Command: ms-update update -a $FINAL_ARCHI -sn $STRATEGY -sc $STRATEGY_CONFIG -oc $OP_CONFIG
Parameters:
FINAL_ARCHI
: a json file describing the structure ArchitectureSTRATEGY
: the name (String) of the chosen strategySTRATEGY_CONFIG
: a json file describing the structure StrategyConfigOPCONFIG_FILE
: a json file with the structure OperationConfig
The command gets the current architecture for all managed PaaS sites.
Command: ms-update pull -s $SITES_FILE -oc $OPCONFIG_FILE
Parameters:
SITES_FILE
: a json file describing the structure Collection<PaaSSiteAccess>OPCONFIG_FILE
: a json file describing the structure OperationConfig
The command evolves the microservices running on the specified PaaS sites from their current architecture to the given target architecture in the most direct way, without considering update strategies.
Command: ms-update push -a $DESIRED_ARCHI -oc $OPCONFIG_FILE
Parameters:
DESIRED_ARCHI
: a json file describing the structure ArchitectureOPCONFIG_FILE
: a json file describing the structure OperationConfig
The command computes the next architecture to reach based on (i) the chosen strategy and (ii) the given target architecture.

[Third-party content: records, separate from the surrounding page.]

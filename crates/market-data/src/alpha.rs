use chrono::NaiveDate;
use serde_json::Value;

use research_core::{Bar, ResearchError};

use crate::{pick_f64, Fetcher};

const BASE: &str = "https://www.alphavantage.co/query";

/// Alpha Vantage façade. Last resort in the historical price chain; only the
/// daily series is needed.
pub struct AlphaVantageClient {
    fetcher: Fetcher,
    api_key: String,
}

impl AlphaVantageClient {
    pub fn new(fetcher: Fetcher, api_key: String) -> Self {
        Self { fetcher, api_key }
    }

    /// Recent daily bars, oldest first.
    pub async fn daily_bars(&self, symbol: &str) -> Result<Vec<Bar>, ResearchError> {
        let value = self
            .fetcher
            .get_json(
                BASE,
                &[
                    ("function".to_string(), "TIME_SERIES_DAILY".to_string()),
                    ("symbol".to_string(), symbol.to_string()),
                    ("outputsize".to_string(), "compact".to_string()),
                    ("apikey".to_string(), self.api_key.clone()),
                ],
                &[],
            )
            .await?;

        if let Some(note) = value.get("Note").or_else(|| value.get("Information")) {
            return Err(ResearchError::upstream(
                Some(429),
                format!("alpha vantage throttled: {note}"),
            ));
        }

        let series = value
            .get("Time Series (Daily)")
            .and_then(Value::as_object)
            .ok_or_else(|| {
                ResearchError::upstream(None, format!("alpha vantage: no series for {symbol}"))
            })?;

        let mut bars = Vec::with_capacity(series.len());
        for (day, fields) in series {
            let Ok(date) = NaiveDate::parse_from_str(day, "%Y-%m-%d") else {
                continue;
            };
            let (Some(open), Some(high), Some(low), Some(close)) = (
                pick_f64(fields, &["1. open"]),
                pick_f64(fields, &["2. high"]),
                pick_f64(fields, &["3. low"]),
                pick_f64(fields, &["4. close"]),
            ) else {
                continue;
            };
            bars.push(Bar {
                date,
                open,
                high,
                low,
                close,
                volume: pick_f64(fields, &["5. volume", "6. volume"]).unwrap_or(0.0),
            });
        }
        bars.sort_by_key(|b| b.date);
        Ok(bars)
    }

    /// Close at `date`, walking back up to `lookback` trading days.
    pub async fn close_at(
        &self,
        symbol: &str,
        date: NaiveDate,
        lookback: u32,
    ) -> Result<Option<(NaiveDate, f64)>, ResearchError> {
        let bars = self.daily_bars(symbol).await?;
        let earliest = date - chrono::Duration::days(lookback as i64);
        Ok(bars
            .iter()
            .rev()
            .find(|b| b.date <= date && b.date >= earliest)
            .map(|b| (b.date, b.close)))
    }
}
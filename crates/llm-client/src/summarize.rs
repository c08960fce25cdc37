use serde_json::Value;

use research_core::{NewsArticle, SentimentTone};

use crate::analyzer::LlmClient;
use crate::chat::{ChatMessage, ChatOptions};
use crate::error::LlmError;
use crate::pricing::usage_from;

const SUMMARY_MAX_TOKENS: u32 = 700;

/// Cap on raw text shipped to the summary model.
const SOURCE_TEXT_CAP: usize = 16_000;

#[derive(Debug, Clone)]
pub struct NewsSentiment {
    pub tone: SentimentTone,
    pub label: String,
    pub summary: String,
    pub supporting_events: Vec<String>,
}

#[derive(Debug, Clone)]
pub struct TranscriptDigest {
    pub summary: String,
    pub bullets: Vec<String>,
}

fn clip(text: &str, cap: usize) -> &str {
    match text.char_indices().nth(cap) {
        Some((idx, _)) => &text[..idx],
        None => text,
    }
}

fn string_list(value: &Value, key: &str) -> Vec<String> {
    value
        .get(key)
        .and_then(Value::as_array)
        .map(|items| {
            items
                .iter()
                .filter_map(Value::as_str)
                .map(|s| s.trim().to_string())
                .filter(|s| !s.is_empty())
                .collect()
        })
        .unwrap_or_default()
}

/// Task-specific summarization calls. All run against the secondary model
/// with strict JSON output, mirroring the main analysis call at a smaller
/// scale.
impl LlmClient {
    async fn summary_call(&self, system: &str, user: String) -> Result<Value, LlmError> {
        let model = self.config.summary_model.clone();
        let messages = [ChatMessage::system(system), ChatMessage::user(user)];
        let options = ChatOptions {
            temperature: 0.0,
            max_tokens: SUMMARY_MAX_TOKENS,
            seed: None,
            json_mode: true,
        };
        let outcome = self.chat.complete(&model, &messages, &options).await?;
        self.monitor.record(&usage_from(&model, &outcome.tokens));
        self.parse_lenient(&outcome.content).await
    }

    /// Condense an MD&A section into a short narrative.
    pub async fn summarize_mda(&self, ticker: &str, mda_text: &str) -> Result<String, LlmError> {
        let system = "你是財報分析助手。閱讀使用者提供的 MD&A（管理層討論與分析）段落，\
             以繁體中文摘要經營狀況、成長動能與風險。\
             輸出 JSON：{\"summary\": \"200字以內的摘要\"}";
        let parsed = self
            .summary_call(
                system,
                format!("公司：{ticker}\n\nMD&A 原文：\n{}", clip(mda_text, SOURCE_TEXT_CAP)),
            )
            .await?;
        parsed
            .get("summary")
            .and_then(Value::as_str)
            .map(|s| s.trim().to_string())
            .filter(|s| !s.is_empty())
            .ok_or_else(|| LlmError::InvalidOutput("mda summary missing".to_string()))
    }

    /// Summarize an earnings-call transcript into a narrative plus bullets.
    pub async fn summarize_transcript(
        &self,
        ticker: &str,
        transcript: &str,
    ) -> Result<TranscriptDigest, LlmError> {
        let system = "你是法說會逐字稿分析助手。摘要重點並列出要點。\
             輸出 JSON：{\"summary\": \"摘要\", \"bullets\": [\"要點\"]}";
        let parsed = self
            .summary_call(
                system,
                format!(
                    "公司：{ticker}\n\n法說會逐字稿：\n{}",
                    clip(transcript, SOURCE_TEXT_CAP)
                ),
            )
            .await?;
        let summary = parsed
            .get("summary")
            .and_then(Value::as_str)
            .map(|s| s.trim().to_string())
            .filter(|s| !s.is_empty())
            .ok_or_else(|| LlmError::InvalidOutput("transcript summary missing".to_string()))?;
        Ok(TranscriptDigest {
            summary,
            bullets: string_list(&parsed, "bullets"),
        })
    }

    /// Sentiment pass over the filtered article list.
    pub async fn news_sentiment(
        &self,
        ticker: &str,
        articles: &[NewsArticle],
    ) -> Result<NewsSentiment, LlmError> {
        let system = "你是新聞情緒分析助手。判斷整體新聞情緒並摘要。\
             sentiment_label 必須是 樂觀、中性、悲觀 三者之一。\
             輸出 JSON：{\"sentiment_label\": \"樂觀|中性|悲觀\", \
             \"summary\": \"摘要\", \"supporting_events\": [\"支持事件\"]}";
        let mut digest = format!("公司：{ticker}\n\n新聞列表：\n");
        for article in articles {
            digest.push_str("- ");
            digest.push_str(&article.title);
            if let Some(summary) = &article.summary {
                digest.push_str("：");
                digest.push_str(clip(summary, 300));
            }
            digest.push('\n');
        }
        let parsed = self.summary_call(system, digest).await?;

        let label = parsed
            .get("sentiment_label")
            .and_then(Value::as_str)
            .unwrap_or("")
            .trim()
            .to_string();
        let tone = SentimentTone::from_label(&label).ok_or_else(|| {
            LlmError::InvalidOutput(format!("unrecognized sentiment label: {label:?}"))
        })?;
        Ok(NewsSentiment {
            tone,
            label: tone.label_zh().to_string(),
            summary: parsed
                .get("summary")
                .and_then(Value::as_str)
                .unwrap_or_default()
                .trim()
                .to_string(),
            supporting_events: string_list(&parsed, "supporting_events"),
        })
    }

    /// Search keywords for the news fetch. The deterministic fallback list
    /// lives with the news builder; this is only the LLM variant.
    pub async fn extract_keywords(
        &self,
        ticker: &str,
        company_name: Option<&str>,
    ) -> Result<Vec<String>, LlmError> {
        let system = "你是新聞檢索助手。為指定公司產生英文新聞搜尋關鍵字。\
             輸出 JSON：{\"keywords\": [\"關鍵字\"]}，最多 6 個。";
        let parsed = self
            .summary_call(
                system,
                format!(
                    "公司代號：{ticker}\n公司名稱：{}",
                    company_name.unwrap_or("unknown")
                ),
            )
            .await?;
        let keywords = string_list(&parsed, "keywords");
        if keywords.is_empty() {
            return Err(LlmError::InvalidOutput("no keywords returned".to_string()));
        }
        Ok(keywords)
    }
}

#[cfg(test)]
mod tests {
    use super::*;

    #[test]
    fn clip_respects_char_boundaries() {
        let text = "動能強勁的公司";
        assert_eq!(clip(text, 2), "動能");
        assert_eq!(clip("short", 100), "short");
    }

    #[test]
    fn string_list_filters_blanks() {
        let value = serde_json::json!({"bullets": ["a", "", "  ", "b"]});
        assert_eq!(string_list(&value, "bullets"), vec!["a", "b"]);
        assert!(string_list(&value, "missing").is_empty());
    }
}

Command: ms-update next -a $FINAL_ARCHI -sn $STRATEGY -sc $STRATEGY_CONFIG -oc $OP_CONFIG
Parameters:
FINAL_ARCHI
: a json file describing the structure ArchitectureSTRATEGY
: String, the name of the chosen strategySTRATEGY_CONFIG
: a json file describing the structure StrategyConfigOPCONFIG_FILE
: a json file describing the structure OperationConfig
The command checks whether the current architecture is the instantiation of a desired target architecture
Command: ms-update arrived -a $DESIRED_ARCHI -oc $OPCONFIG_FILE
Parameters:
DESIRED_ARCHI
: a json file describing the structure ArchitectureOPCONFIG_FILE
: a json file describing the structure OperationConfig
The framework provides a kill-continue capability. Whenever an on-going update is stopped, either voluntarily by the user or involuntarily due to a failure, the user can re-start it by re-invoking the update
command. In practice, the user can configure a retry
pattern in the pipeline setup. To fix failures caused by microservice implementation or configuration, the user can change the desired microservice architecture final_architecture
. In addition, the user can also change the chosen strategy
.
The user controls an updating process by choosing a (provided or custom) strategy. The choice of strategy depend's on the microservice architecture constraints and non-functional requirements (availability, resource usage, updating duration, costs)
The following strategies are provided:
- BlueGreen
- Canary
- BlueGreen Canary Mix
- BlueGreen by group
- Straight
- Inplace update with test
- Deploy
- Clean up then redeploy
- Add then Remove
- Remove then Add
To process an update site by site, the user can simply configure parallelAllSites
as false
and set sitesOrder
as the order of sites to update (e.x., [["site1"], ["site2", "site3"], ["site4", "site5"]]
)
To choose among several strategies, the user can consider the following comparison table.
strategy | multi-version coexist | duration | resource consumption | performance degradation | available instances |
---|---|---|---|---|---|
BlueGreen | Yes | ++ | N ~ 2N | 0 | N ~ 2N |
Canary | Yes | +++ | N-1 ~ N | + | N-1 ~ N |
Mix | Yes | ++ | N ~ N+1 | 0 | N ~ N+1 |
Inplace | No | + | N | +++ | 0 ~ N |
CleanRedeploy | No | ++ | 0 ~ N | ++++ | 0 ~ N |
In the table, the property resource consumption
reflects the number of microservice instances. N
stands for the desired number of instances of the microservice to update. The property available instances
corresponds to the number of instances in running state. It is used to demonstrate more clearly performance degradation
, as more instances available usually means less performance degradation.
The user can implement its proper strategies by implementing the Strategy interface. The key of the implementation of a strategy is to specify a sequence of transitions. The transitions
defined in strategy library can be used to compose new strategies.
An evaluation of this prototype is available in another repo.